O livro do quase vice (publicado originalmente em 1/5/2021)
Até hoje não foi feito documentário sobre um dos capítulos mais emblemáticos de nossa recente história: a eleição presidencial de 1989. Há estampidos aqui e acolá, com apenas trechos do episódio salpicados com depoimentos frouxos, inconsistentes.
A maior ilustração deve ser 'Muito Além do Cidadão Kane' (1993), onde durante alguns minutos a fita faz referência àquele momento. A memória pode me escapar, mas mesmo livros sobre o específico são escassos.
Teses universitárias, sim, existem aos montes, mas talvez direcionadas ao caminho errado (não li uma, portanto nada posso declarar).

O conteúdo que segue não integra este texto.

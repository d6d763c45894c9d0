//! Tests for the condition grammar: relations, negation, modulus, ranges.

use cldr_plurals::{ParseError, PluralRules};

// =============================================================================
// Accepted grammar
// =============================================================================

#[test]
fn equals_and_in_are_integers_only() {
    let rules = PluralRules::parse("one: n = 1; few: n in 2..4").unwrap();
    assert_eq!(rules.select(1.0), "one");
    assert_eq!(rules.select(3.0), "few");
    // non-integral values fail an integers-only relation
    assert_eq!(rules.select(2.5), "other");
}

#[test]
fn within_accepts_any_real_in_range() {
    let rules = PluralRules::parse("few: n within 2..4").unwrap();
    assert_eq!(rules.select(2.0), "few");
    assert_eq!(rules.select(2.5), "few");
    assert_eq!(rules.select(4.0), "few");
    assert_eq!(rules.select(4.5), "other");
}

#[test]
fn range_lists_are_unions() {
    let rules = PluralRules::parse("few: n in 2..4, 7, 9..10").unwrap();
    for matching in [2.0, 3.0, 4.0, 7.0, 9.0, 10.0] {
        assert_eq!(rules.select(matching), "few", "for {matching}");
    }
    for other in [1.0, 5.0, 6.0, 8.0, 11.0] {
        assert_eq!(rules.select(other), "other", "for {other}");
    }
}

#[test]
fn bang_equals_negates() {
    let rules = PluralRules::parse("many: n != 5").unwrap();
    assert_eq!(rules.select(4.0), "many");
    assert_eq!(rules.select(5.0), "other");
}

#[test]
fn not_in_negates_a_list() {
    let rules = PluralRules::parse("one: n not in 2..4").unwrap();
    assert_eq!(rules.select(1.0), "one");
    assert_eq!(rules.select(3.0), "other");
    assert_eq!(rules.select(5.0), "one");
}

#[test]
fn is_not_takes_a_single_value() {
    let rules = PluralRules::parse("one: n is not 5").unwrap();
    assert_eq!(rules.select(4.0), "one");
    assert_eq!(rules.select(5.0), "other");
}

#[test]
fn modulus_applies_before_the_range_test() {
    let rules = PluralRules::parse("few: n mod 10 in 2..4").unwrap();
    assert_eq!(rules.select(2.0), "few");
    assert_eq!(rules.select(102.0), "few");
    assert_eq!(rules.select(105.0), "other");
}

#[test]
fn percent_is_an_alias_for_mod() {
    let rules = PluralRules::parse("few: n % 10 = 2..4").unwrap();
    assert_eq!(rules.select(23.0), "few");
    assert_eq!(rules.select(25.0), "other");
}

#[test]
fn punctuation_needs_no_whitespace() {
    let rules = PluralRules::parse("one: n=1; few: n%10=2..4").unwrap();
    assert_eq!(rules.select(1.0), "one");
    assert_eq!(rules.select(32.0), "few");
}

#[test]
fn and_binds_tighter_than_or() {
    let rules =
        PluralRules::parse("many: n mod 10 is 0 or n mod 10 in 5..9 and n mod 100 not in 70..79")
            .unwrap();
    assert_eq!(rules.select(10.0), "many");
    assert_eq!(rules.select(15.0), "many");
    assert_eq!(rules.select(75.0), "other");
    // 70 satisfies the first alternative regardless of the second
    assert_eq!(rules.select(70.0), "many");
}

#[test]
fn bare_operand_is_no_restriction() {
    let rules = PluralRules::parse("one: n").unwrap();
    assert_eq!(rules.select(5.0), "one");
}

// =============================================================================
// Rejected grammar
// =============================================================================

#[test]
fn unknown_operand_is_rejected() {
    let err = PluralRules::parse("one: q is 1").unwrap_err();
    assert!(matches!(err, ParseError::UnknownOperand { .. }), "{err}");
}

#[test]
fn non_digit_value_is_rejected() {
    let err = PluralRules::parse("one: n mod ten in 1").unwrap_err();
    assert!(matches!(err, ParseError::MalformedValue { .. }), "{err}");
    let err = PluralRules::parse("one: n is x").unwrap_err();
    assert!(matches!(err, ParseError::MalformedValue { .. }), "{err}");
}

#[test]
fn bang_requires_equals() {
    let err = PluralRules::parse("one: n ! 5").unwrap_err();
    assert!(matches!(err, ParseError::UnexpectedToken { .. }), "{err}");
}

#[test]
fn is_not_rejects_ranges_and_lists() {
    let err = PluralRules::parse("one: n is not 2..4").unwrap_err();
    assert!(matches!(err, ParseError::IsNotWithList { .. }), "{err}");
    let err = PluralRules::parse("one: n is not 2, 4").unwrap_err();
    assert!(matches!(err, ParseError::IsNotWithList { .. }), "{err}");
}

#[test]
fn reversed_bounds_are_rejected() {
    let err = PluralRules::parse("few: n in 4..2").unwrap_err();
    assert!(matches!(err, ParseError::BoundsOutOfOrder { low: 4, high: 2, .. }), "{err}");
}

#[test]
fn bound_must_stay_below_modulus() {
    let err = PluralRules::parse("few: n mod 10 in 2..12").unwrap_err();
    assert!(
        matches!(err, ParseError::BoundExceedsModulus { bound: 12, modulus: 10, .. }),
        "{err}"
    );
}

#[test]
fn truncated_relation_is_rejected() {
    for description in ["one: n mod", "one: n in", "one: n in 1..", "one: n is 1 or"] {
        let err = PluralRules::parse(description).unwrap_err();
        assert!(matches!(err, ParseError::MissingToken { .. }), "{description}: {err}");
    }
}

#[test]
fn mistyped_keyword_gets_a_suggestion() {
    let err = PluralRules::parse("few: n withn 2..4").unwrap_err();
    let message = err.to_string();
    assert!(message.contains("did you mean 'within'?"), "{message}");
}

#[test]
fn digits_from_any_script_carry_their_values() {
    // arabic-indic one
    let rules = PluralRules::parse("one: n is \u{661}").unwrap();
    assert_eq!(rules.select(1.0), "one");
    // fullwidth 2..4
    let rules = PluralRules::parse("few: n in \u{ff12}..\u{ff14}").unwrap();
    assert_eq!(rules.select(3.0), "few");
    assert_eq!(rules.select(5.0), "other");
    // devanagari 10 as a modulus
    let rules = PluralRules::parse("few: n mod \u{967}\u{966} in 2..4").unwrap();
    assert_eq!(rules.select(102.0), "few");
}

#[test]
fn number_like_characters_outside_digit_runs_are_rejected() {
    // circled one is numeric but not a decimal digit
    let err = PluralRules::parse("one: n is \u{2460}").unwrap_err();
    assert!(matches!(err, ParseError::MalformedValue { .. }), "{err}");
}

Entretanto, acerca dos livros, no fim de 2020 foi lançado um, bastante esclarecedor. Trata-se de 'Sonho Sequestrado', da Editora Matrix.
O autor, o ex-senador e ex-deputado federal Marcondes Gadelha, está um pouco afastado das lembranças dos brasileiros. Porém, se você que gosta de política fizer um esforço, se recordará dele: era o candidato a vice-presidente na chapa encabeçada por Silvio Santos.
Nas páginas de sua obra, o político traça com relevantes apuro e esmero todos os bastidores que levaram à cassação de ambos pelo Tribunal Superior Eleitoral. A alegação foi as tantas irregularidades que sublinhavam o Partido Municipalista Brasileiro (PMB), ao qual a dupla estava filiada (uma delas foi a falta de convenções no número mínimo de Estados - a Justiça pedia 9, o PMB havia feito somente em 4).
Ainda assim, Gadelha revela o que estava por trás daquilo: um plano grandioso que envolveu TV Globo, Folha e o Estado de SP, Jornal do Brasil e, principalmente, Fernando Collor, o maior atingido caso Silvio tivesse êxito na candidatura (em 31/10/89, 15 dias antes do pleito, a chapa Silvio-Gadelha é lançada e, de cara, a pesquisa mostra-a na liderança, com 29% - Collor, que tinha mais de 30%, baixou para 18%).
"Não queriam Silvio candidato de jeito algum. Fizeram de tudo. No julgamento do TSE, a toga substituiu a farda e houve, ao meu ver, eleição indireta", escreveu o ex-senador.
É impressionante como o cinema brasileiro não cuida de sua história ou morre de medo de pô-la na telona. Eis aí a aventura que muito bem poderia dar um roteiro e tanto.